In der Praxis funktioniert das miserabel. Von den Abstellzonen gibt es viel zu wenige, und dass die Roller nicht vorm U-Bahn-Ausgang stehen dürfen oder eine in Metern definierte Gehweg-Restbreite übrig lassen sollen, interessiert viele NutzerInnen exakt gar nicht. Manche Anbieterfirmen machen ein Handyfoto zur Bedingung für die Rückgabe, in der Realität geht das auch komplett verwackelt durch – und wer soll das eigentlich alles kontrollieren?
Die Anbieter selbst schwenken eifrig die Fahne der Verkehrswende, wenn es um E-Scooter geht. „Mobilität nachhaltig verändern“ lautet der Slogan eines der Unternehmen, das davon schwärmt, wie smooth es auf den rollenden Batterien, prallvoll mit klimaneutralem Strom, in Richtung eines „nahtlosen“ Stadtverkehrs geht. Viele deutsche Stadtverwaltungen beißen bei diesem Köder freudig an.
Der Witz dabei: Eine Studie des Umweltbundesamts hat gezeigt, dass die E-Scooter-Nutzung in den allermeisten Fällen Fahrten mit ÖPNV und Fahrrad oder Fußwege ersetzt, ganz selten solche mit dem Auto. Und viele Fahrten werden überhaupt nur gemacht, weil’s halt ganz nett ist, ein bisschen elektrisch herumzudüsen.
Wie gesagt: Fastfood. Für das ja auch gilt, dass es im Einzelfall mal ganz lecker sein kann oder tatsächlich ein elementares Bedürfnis stillt. Und so, wie es vielen absurd erscheinen würde, Essen zu verbieten, nur weil es ungesund ist, kommt nun auch die Pariser Abstimmung über die Zukunft der „Trottinettes“ manchen komplett überzogen vor.

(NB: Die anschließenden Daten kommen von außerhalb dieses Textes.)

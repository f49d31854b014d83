//! Application configuration loaded from a YAML file.

use std::path::{Path, PathBuf};

use anyhow::{Context, Result};
use serde::Deserialize;

use gpv_fetch::FetchConfig;

#[derive(Debug, Clone, Deserialize)]
pub struct AppConfig {
    pub fetch: FetchConfig,

    #[serde(default)]
    pub render: RenderConfig,

    #[serde(default)]
    pub server: ServerConfig,
}

#[derive(Debug, Clone, Deserialize)]
pub struct RenderConfig {
    /// Directory the finished GIFs are written to and served from.
    #[serde(default = "default_output_dir")]
    pub output_dir: PathBuf,
}

#[derive(Debug, Clone, Deserialize)]
pub struct ServerConfig {
    #[serde(default = "default_host")]
    pub host: String,

    #[serde(default = "default_port")]
    pub port: u16,
}

impl Default for RenderConfig {
    fn default() -> Self {
        Self {
            output_dir: default_output_dir(),
        }
    }
}

impl Default for ServerConfig {
    fn default() -> Self {
        Self {
            host: default_host(),
            port: default_port(),
        }
    }
}

fn default_output_dir() -> PathBuf {
    PathBuf::from("static/images")
}

fn default_host() -> String {
    "0.0.0.0".to_string()
}

fn default_port() -> u16 {
    5000
}

impl AppConfig {
    pub fn load(path: &Path) -> Result<Self> {
        let text = std::fs::read_to_string(path)
            .with_context(|| format!("failed to read config file {}", path.display()))?;
        let config: Self = serde_yaml::from_str(&text)
            .with_context(|| format!("failed to parse config file {}", path.display()))?;
        config
            .fetch
            .validate()
            .with_context(|| format!("invalid config file {}", path.display()))?;
        Ok(config)
    }
}

#[cfg(test)]
mod tests {
    use super::*;

    #[test]
    fn minimal_config_fills_defaults() {
        let yaml = r#"
fetch:
  base_url: "http://example.com/arch/"
  raw_data_dir: "data/raw"
  log_dir: "logs"
"#;
        let config: AppConfig = serde_yaml::from_str(yaml).unwrap();
        assert_eq!(config.server.port, 5000);
        assert_eq!(config.server.host, "0.0.0.0");
        assert_eq!(config.render.output_dir, PathBuf::from("static/images"));
        assert_eq!(config.fetch.delay_hours, 2);
    }

    #[test]
    fn explicit_values_override_defaults() {
        let yaml = r#"
fetch:
  base_url: "http://example.com/arch/"
  raw_data_dir: "data/raw"
  log_dir: "logs"
server:
  port: 8080
render:
  output_dir: "out"
"#;
        let config: AppConfig = serde_yaml::from_str(yaml).unwrap();
        assert_eq!(config.server.port, 8080);
        assert_eq!(config.render.output_dir, PathBuf::from("out"));
    }

    #[test]
    fn missing_file_is_an_error() {
        assert!(AppConfig::load(Path::new("/nonexistent/config.yaml")).is_err());
    }

    #[test]
    fn empty_cycle_set_is_rejected_at_load() {
        let dir = tempfile::TempDir::new().unwrap();
        let path = dir.path().join("config.yaml");
        std::fs::write(
            &path,
            r#"
fetch:
  base_url: "http://example.com/arch/"
  cycle_hours: []
  raw_data_dir: "data/raw"
  log_dir: "logs"
"#,
        )
        .unwrap();

        let err = AppConfig::load(&path).unwrap_err();
        assert!(err.to_string().contains("invalid config file"));
    }
}
//! Sequential existence probing of candidate URLs.
//!
//! Probes are HEAD requests issued newest-first with a mandatory pacing
//! interval between them (archive etiquette — never parallelized). The
//! first 2xx answer short-circuits the search.

use std::future::Future;
use std::time::Duration;

use reqwest::{header, Client};
use tracing::{debug, info};

use gpv_common::{GpvError, GpvResult};

use crate::candidates::CandidateResource;
use crate::config::FetchConfig;

/// Walk the candidates in order, applying `check` to each and sleeping the
/// pacing interval between probes (but not after the last one).
///
/// Generic over the check function so the pacing and short-circuit behavior
/// can be exercised without a network.
pub async fn probe_candidates<F, Fut>(
    candidates: &[CandidateResource],
    pacing: Duration,
    mut check: F,
) -> Option<(CandidateResource, u64)>
where
    F: FnMut(&CandidateResource) -> Fut,
    Fut: Future<Output = Option<u64>>,
{
    for (i, candidate) in candidates.iter().enumerate() {
        if let Some(size) = check(candidate).await {
            return Some((candidate.clone(), size));
        }

        if i + 1 < candidates.len() {
            tokio::time::sleep(pacing).await;
        }
    }

    None
}

/// HEAD-request prober against the real archive.
pub struct Prober {
    client: Client,
    pacing: Duration,
}

impl Prober {
    pub fn new(config: &FetchConfig) -> GpvResult<Self> {
        let client = Client::builder()
            .timeout(config.request_timeout())
            .user_agent(config.user_agent.clone())
            .build()
            .map_err(|e| GpvError::NetworkFatal(format!("failed to create HTTP client: {e}")))?;

        Ok(Self {
            client,
            pacing: config.request_interval(),
        })
    }

    /// Return the first candidate that exists remotely, with its advertised
    /// size, or None when the whole lookback window is exhausted.
    pub async fn find_latest(
        &self,
        candidates: &[CandidateResource],
    ) -> Option<(CandidateResource, u64)> {
        info!(count = candidates.len(), "Probing candidates for latest GPV file");

        let result = probe_candidates(candidates, self.pacing, |candidate| {
            let client = self.client.clone();
            let url = candidate.url.clone();
            async move { head_content_length(&client, &url).await }
        })
        .await;

        match &result {
            Some((c, size)) => info!(url = %c.url, size = size, "Found latest available file"),
            None => info!("No candidate file available within the lookback window"),
        }

        result
    }

    /// Probe a single URL without pacing (manual mode).
    pub async fn check(&self, url: &str) -> Option<u64> {
        head_content_length(&self.client, url).await
    }
}

/// HEAD a URL; Some(advertised size) on 2xx, None otherwise.
///
/// A missing Content-Length on a 2xx still counts as found, with size 0;
/// the fetcher then skips the integrity comparison for that file.
async fn head_content_length(client: &Client, url: &str) -> Option<u64> {
    let response = match client.head(url).send().await {
        Ok(r) => r,
        Err(e) => {
            debug!(url = %url, error = %e, "Probe request failed");
            return None;
        }
    };

    if !response.status().is_success() {
        debug!(url = %url, status = %response.status(), "Candidate not found");
        return None;
    }

    let size = response
        .headers()
        .get(header::CONTENT_LENGTH)
        .and_then(|v| v.to_str().ok())
        .and_then(|s| s.parse().ok())
        .unwrap_or(0);

    Some(size)
}

#[cfg(test)]
mod tests {
    use super::*;
    use std::sync::atomic::{AtomicUsize, Ordering};
    use std::sync::Arc;

    use chrono::{TimeZone, Utc};
    use gpv_common::{ForecastCycleTime, DEFAULT_CYCLE_HOURS};

    fn candidates(n: usize) -> Vec<CandidateResource> {
        (0..n)
            .map(|i| {
                let cycle = ForecastCycleTime::snap(
                    Utc.with_ymd_and_hms(2025, 12, 19, 21, 0, 0).unwrap()
                        - chrono::Duration::hours(3 * i as i64),
                    &DEFAULT_CYCLE_HOURS,
                );
                CandidateResource {
                    url: format!("http://example.org/{}", cycle.filename()),
                    cycle,
                }
            })
            .collect()
    }

    #[tokio::test(start_paused = true)]
    async fn short_circuits_on_second_hit_sleeping_once() {
        let cands = candidates(3);
        let calls = Arc::new(AtomicUsize::new(0));
        let pacing = Duration::from_secs(2);

        let started = tokio::time::Instant::now();
        let calls_in = calls.clone();
        let found = probe_candidates(&cands, pacing, move |_| {
            let calls = calls_in.clone();
            async move {
                let i = calls.fetch_add(1, Ordering::SeqCst);
                if i == 1 {
                    Some(4242)
                } else {
                    None
                }
            }
        })
        .await;

        let (candidate, size) = found.expect("second candidate exists");
        assert_eq!(candidate.url, cands[1].url);
        assert_eq!(size, 4242);
        assert_eq!(calls.load(Ordering::SeqCst), 2, "third candidate never probed");
        // Exactly one pacing sleep: between candidate 1 and 2.
        assert_eq!(started.elapsed(), pacing);
    }

    #[tokio::test(start_paused = true)]
    async fn exhausted_probe_returns_none_without_trailing_sleep() {
        let cands = candidates(3);
        let pacing = Duration::from_secs(5);

        let started = tokio::time::Instant::now();
        let found = probe_candidates(&cands, pacing, |_| async { None }).await;

        assert!(found.is_none());
        // Two sleeps for three candidates, none after the final probe.
        assert_eq!(started.elapsed(), pacing * 2);
    }

    #[tokio::test]
    async fn empty_candidate_list_is_a_miss() {
        let found = probe_candidates(&[], Duration::from_secs(1), |_| async { Some(1) }).await;
        assert!(found.is_none());
    }
}
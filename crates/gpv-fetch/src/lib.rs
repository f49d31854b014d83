//! Discovery and acquisition of the freshest MSM GPV dataset file.
//!
//! The archive publishes one NetCDF file per 3-hourly forecast cycle with
//! an uncertain lag, so "get the latest" is a search: enumerate plausible
//! cycles newest-first, probe until one exists, then fetch it with retries
//! and reconcile the local cache down to that single file.

pub mod candidates;
pub mod config;
pub mod download;
pub mod log;
pub mod probe;
pub mod retention;

use std::path::PathBuf;

use chrono::Utc;
use tracing::{info, warn};

pub use candidates::{generate_candidates, CandidateResource};
pub use config::FetchConfig;
pub use download::Fetcher;
pub use log::{format_size_mb, DownloadLog};
pub use probe::Prober;
pub use retention::{cleanup_old_files, find_latest_dataset};

use gpv_common::ForecastCycleTime;
pub use gpv_common::{GpvError, GpvResult};

/// Outcome of a discovery-and-fetch run.
///
/// The orchestration layer only ever sees this report; failures inside the
/// pipeline are folded into `success == false` plus a readable message.
#[derive(Debug, Clone)]
pub struct FetchReport {
    pub success: bool,
    /// Whether bytes were actually transferred (false for "already current").
    pub fetched: bool,
    pub path: Option<PathBuf>,
    pub message: String,
}

impl FetchReport {
    fn failure(message: impl Into<String>) -> Self {
        Self {
            success: false,
            fetched: false,
            path: None,
            message: message.into(),
        }
    }
}

/// Discover the freshest available remote file and make it the single
/// cached dataset. Never panics or propagates an error upward.
pub async fn discover_and_fetch_latest(config: &FetchConfig) -> FetchReport {
    let candidates = generate_candidates(Utc::now(), config);

    let prober = match Prober::new(config) {
        Ok(p) => p,
        Err(e) => return FetchReport::failure(format!("probe setup failed: {e}")),
    };

    let Some((candidate, size)) = prober.find_latest(&candidates).await else {
        return FetchReport::failure(GpvError::CandidateNotFound.to_string());
    };

    fetch_candidate(config, &candidate, size).await
}

/// Manual mode: fetch one specific cycle by date and hour.
pub async fn fetch_specific(config: &FetchConfig, date: &str, hour: u32) -> FetchReport {
    if date.len() != 8 || !date.bytes().all(|b| b.is_ascii_digit()) {
        return FetchReport::failure(format!("invalid date '{date}', expected YYYYMMDD"));
    }
    let year: i32 = date[0..4].parse().unwrap_or(0);
    let month: u32 = date[4..6].parse().unwrap_or(0);
    let day: u32 = date[6..8].parse().unwrap_or(0);

    let cycle = match ForecastCycleTime::from_ymdh(year, month, day, hour, &config.cycle_hours) {
        Ok(c) => c,
        Err(e) => return FetchReport::failure(e.to_string()),
    };

    let url = format!("{}{}/{}", config.base_url, cycle.date_segment(), cycle.filename());
    let candidate = CandidateResource { url, cycle };

    let prober = match Prober::new(config) {
        Ok(p) => p,
        Err(e) => return FetchReport::failure(format!("probe setup failed: {e}")),
    };

    let Some(size) = prober.check(&candidate.url).await else {
        return FetchReport::failure(format!("file not found at {}", candidate.url));
    };

    fetch_candidate(config, &candidate, size).await
}

/// Shared tail of both modes: short-circuit on an up-to-date cache,
/// reconcile, download, reconcile again, log the outcome.
async fn fetch_candidate(
    config: &FetchConfig,
    candidate: &CandidateResource,
    size: u64,
) -> FetchReport {
    let filename = candidate.cycle.filename();
    let dest = config.raw_data_dir.join(&filename);
    let dlog = DownloadLog::new(&config.log_dir);

    // Already have the freshest file at the advertised size: nothing to
    // transfer, but the single-file invariant still gets enforced.
    if let Ok(meta) = std::fs::metadata(&dest) {
        if size > 0 && meta.len() == size {
            info!(path = %dest.display(), "Cached file already current");
            let (deleted, freed) = cleanup_old_files(&config.raw_data_dir, true);
            if deleted > 0 {
                info!(deleted, freed = %format_size_mb(freed), "Removed stale files");
            }
            return FetchReport {
                success: true,
                fetched: false,
                path: Some(dest),
                message: format!("{filename} already up to date"),
            };
        }
        warn!(path = %dest.display(), "Existing file has wrong size, re-downloading");
    }

    // Clear the cache before writing the replacement.
    let (deleted, freed) = cleanup_old_files(&config.raw_data_dir, false);
    if deleted > 0 {
        info!(deleted, freed = %format_size_mb(freed), "Cleared cache before download");
    }

    let fetcher = match Fetcher::new(config) {
        Ok(f) => f,
        Err(e) => return FetchReport::failure(format!("fetch setup failed: {e}")),
    };

    match fetcher.fetch(&candidate.url, &dest, size).await {
        Ok(written) => {
            // A second pass guards against files placed while downloading.
            let (deleted, _) = cleanup_old_files(&config.raw_data_dir, true);
            if deleted > 0 {
                info!(deleted, "Post-fetch reconciliation removed stale files");
            }
            dlog.record_success(&filename, written);
            FetchReport {
                success: true,
                fetched: true,
                path: Some(dest),
                message: format!("downloaded {filename} ({})", format_size_mb(written)),
            }
        }
        Err(e) => {
            dlog.record_failure(&filename, &e.to_string());
            FetchReport::failure(format!("download of {filename} failed: {e}"))
        }
    }
}
//! Common types shared across the GPV cloud animation services.

pub mod bbox;
pub mod cycle;
pub mod error;

pub use bbox::BoundingBox;
pub use cycle::{ForecastCycleTime, DEFAULT_CYCLE_HOURS};
pub use error::{GpvError, GpvResult};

Die würde übrigens vermutlich klar zugunsten der Scooter ausgehen, könnten TouristInnen daran teilnehmen. Sie profitieren wohl am meisten davon, dass man tatsächlich in Prag und Madrid, Lissabon und London die immergleichen Anbieter und eine niedrigschwellige Möglichkeit zur Stadterkundung vorfindet.
Andererseits gibt es mit den Niederlanden auch einen EU-Staat, in dem die Fahrzeuge wegen einer Regelungslücke gar nicht zugelassen sind. Und dass etwa in Amsterdam die BesucherInnen ausbleiben, weil sie nicht stehenderweise um (oder in) die Grachten kurven können, davon hat man bislang noch nicht gehört. Ein Leben ohne Roller ist möglich.